======== Given entries ========
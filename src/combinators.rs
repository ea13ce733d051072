// Copyright Amazon.com, Inc. or its affiliates. All Rights Reserved.
// SPDX-License-Identifier: Apache-2.0

//!
//! String combinators for assembling regular expressions
//!
//! These operate on plain expression fragments. [or_join] builds an
//! alternation from a list of fragments and [kleene_star] wraps a fragment
//! in zero-or-more repetition, parenthesizing only when needed.
//!

///
/// Wrap an expression fragment in a Kleene star:
///
/// - `kleene_star("", false)` -> `""`
/// - `kleene_star("a", false)` -> `"a*"`
/// - `kleene_star("abc", false)` -> `"(abc)*"`
/// - `kleene_star("(abc|123)", true)` -> `"(abc|123)*"`
///
/// With `bare` set, a multi-symbol fragment is starred without an extra
/// parenthesis layer. The caller asserts that the fragment is already an
/// atomic group, typically a parenthesized alternation produced by
/// [or_join]; the combinator trusts the flag.
///
pub fn kleene_star(s: &str, bare: bool) -> String {
    let mut chars = s.chars();
    match (chars.next(), chars.next()) {
        (None, _) => String::new(),
        (Some(_), None) => format!("{}*", s),
        _ if bare => format!("{}*", s),
        _ => format!("({})*", s),
    }
}

///
/// Join expression fragments into an alternation, ignoring empty fragments:
///
/// - `or_join(&[])` -> `""`
/// - `or_join(&["a"])` -> `"a"`
/// - `or_join(&["a", "b"])` -> `"(a|b)"`
/// - `or_join(&["", "a", "b"])` -> `"(a|b)"`
///
/// An empty fragment means "no extra alternative", not an epsilon branch:
/// alternations never carry an explicit empty arm. An automaton whose
/// accepting path folds to the empty label can therefore lose that arm when
/// joined with non-empty ones. Known limitation, kept for fidelity with the
/// elimination rules.
///
pub fn or_join<S: AsRef<str>>(fragments: &[S]) -> String {
    let non_empty: Vec<&str> = fragments
        .iter()
        .map(|s| s.as_ref())
        .filter(|s| !s.is_empty())
        .collect();
    match non_empty.len() {
        0 => String::new(),
        1 => non_empty[0].to_string(),
        _ => format!("({})", non_empty.join("|")),
    }
}

#[cfg(test)]
mod test {
    use super::*;

    #[test]
    fn test_kleene_star() {
        assert_eq!(kleene_star("", false), "");
        assert_eq!(kleene_star("a", false), "a*");
        assert_eq!(kleene_star("abc", false), "(abc)*");
        assert_eq!(kleene_star("(abc|123)", true), "(abc|123)*");
        // bare is irrelevant for empty and single-symbol fragments
        assert_eq!(kleene_star("", true), "");
        assert_eq!(kleene_star("a", true), "a*");
    }

    #[test]
    fn test_kleene_star_counts_symbols_not_bytes() {
        // one multi-byte code point is still a single symbol
        assert_eq!(kleene_star("é", false), "é*");
    }

    #[test]
    fn test_or_join() {
        let empty: [&str; 0] = [];
        assert_eq!(or_join(&empty), "");
        assert_eq!(or_join(&["a"]), "a");
        assert_eq!(or_join(&["a", "b"]), "(a|b)");
        assert_eq!(or_join(&["", "a", "b"]), "(a|b)");
        assert_eq!(or_join(&["", ""]), "");
        assert_eq!(or_join(&["ab", "cd", "ef"]), "(ab|cd|ef)");
    }

    #[test]
    fn test_or_join_preserves_order() {
        assert_eq!(or_join(&["b", "a"]), "(b|a)");
    }
}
========
:: What the task requires ::
All entries shown above should be printed again exactly.

:: Exercise response ::
filename src/combinators.rs
repository ea13ce733d051072
// Copyright Amazon.com, Inc. or its affiliates. All Rights Reserved.
// SPDX-License-Identifier: Apache-2.0

//!
//! String combinators for assembling regular expressions
//!
//! These operate on plain expression fragments. [or_join] builds an
//! alternation from a list of fragments and [kleene_star] wraps a fragment
//! in zero-or-more repetition, parenthesizing only when needed.
//!

///
/// Wrap an expression fragment in a Kleene star:
///
/// - `kleene_star("", false)` -> `""`
/// - `kleene_star("a", false)` -> `"a*"`
/// - `kleene_star("abc", false)` -> `"(abc)*"`
/// - `kleene_star("(abc|123)", true)` -> `"(abc|123)*"`
///
/// With `bare` set, a multi-symbol fragment is starred without an extra
/// parenthesis layer. The caller asserts that the fragment is already an
/// atomic group, typically a parenthesized alternation produced by
/// [or_join]; the combinator trusts the flag.
///
pub fn kleene_star(s: &str, bare: bool) -> String {
    let mut chars = s.chars();
    match (chars.next(), chars.next()) {
        (None, _) => String::new(),
        (Some(_), None) => format!("{}*", s),
        _ if bare => format!("{}*", s),
        _ => format!("({})*", s),
    }
}

///
/// Join expression fragments into an alternation, ignoring empty fragments:
///
/// - `or_join(&[])` -> `""`
/// - `or_join(&["a"])` -> `"a"`
/// - `or_join(&["a", "b"])` -> `"(a|b)"`
/// - `or_join(&["", "a", "b"])` -> `"(a|b)"`
///
/// An empty fragment means "no extra alternative", not an epsilon branch:
/// alternations never carry an explicit empty arm. An automaton whose
/// accepting path folds to the empty label can therefore lose that arm when
/// joined with non-empty ones. Known limitation, kept for fidelity with the
/// elimination rules.
///
pub fn or_join<S: AsRef<str>>(fragments: &[S]) -> String {
    let non_empty: Vec<&str> = fragments
        .iter()
        .map(|s| s.as_ref())
        .filter(|s| !s.is_empty())
        .collect();
    match non_empty.len() {
        0 => String::new(),
        1 => non_empty[0].to_string(),
        _ => format!("({})", non_empty.join("|")),
    }
}

#[cfg(test)]
mod test {
    use super::*;

    #[test]
    fn test_kleene_star() {
        assert_eq!(kleene_star("", false), "");
        assert_eq!(kleene_star("a", false), "a*");
        assert_eq!(kleene_star("abc", false), "(abc)*");
        assert_eq!(kleene_star("(abc|123)", true), "(abc|123)*");
        // bare is irrelevant for empty and single-symbol fragments
        assert_eq!(kleene_star("", true), "");
        assert_eq!(kleene_star("a", true), "a*");
    }

    #[test]
    fn test_kleene_star_counts_symbols_not_bytes() {
        // one multi-byte code point is still a single symbol
        assert_eq!(kleene_star("é", false), "é*");
    }

    #[test]
    fn test_or_join() {
        let empty: [&str; 0] = [];
        assert_eq!(or_join(&empty), "");
        assert_eq!(or_join(&["a"]), "a");
        assert_eq!(or_join(&["a", "b"]), "(a|b)");
        assert_eq!(or_join(&["", "a", "b"]), "(a|b)");
        assert_eq!(or_join(&["", ""]), "");
        assert_eq!(or_join(&["ab", "cd", "ef"]), "(ab|cd|ef)");
    }

    #[test]
    fn test_or_join_preserves_order() {
        assert_eq!(or_join(&["b", "a"]), "(b|a)");
    }
}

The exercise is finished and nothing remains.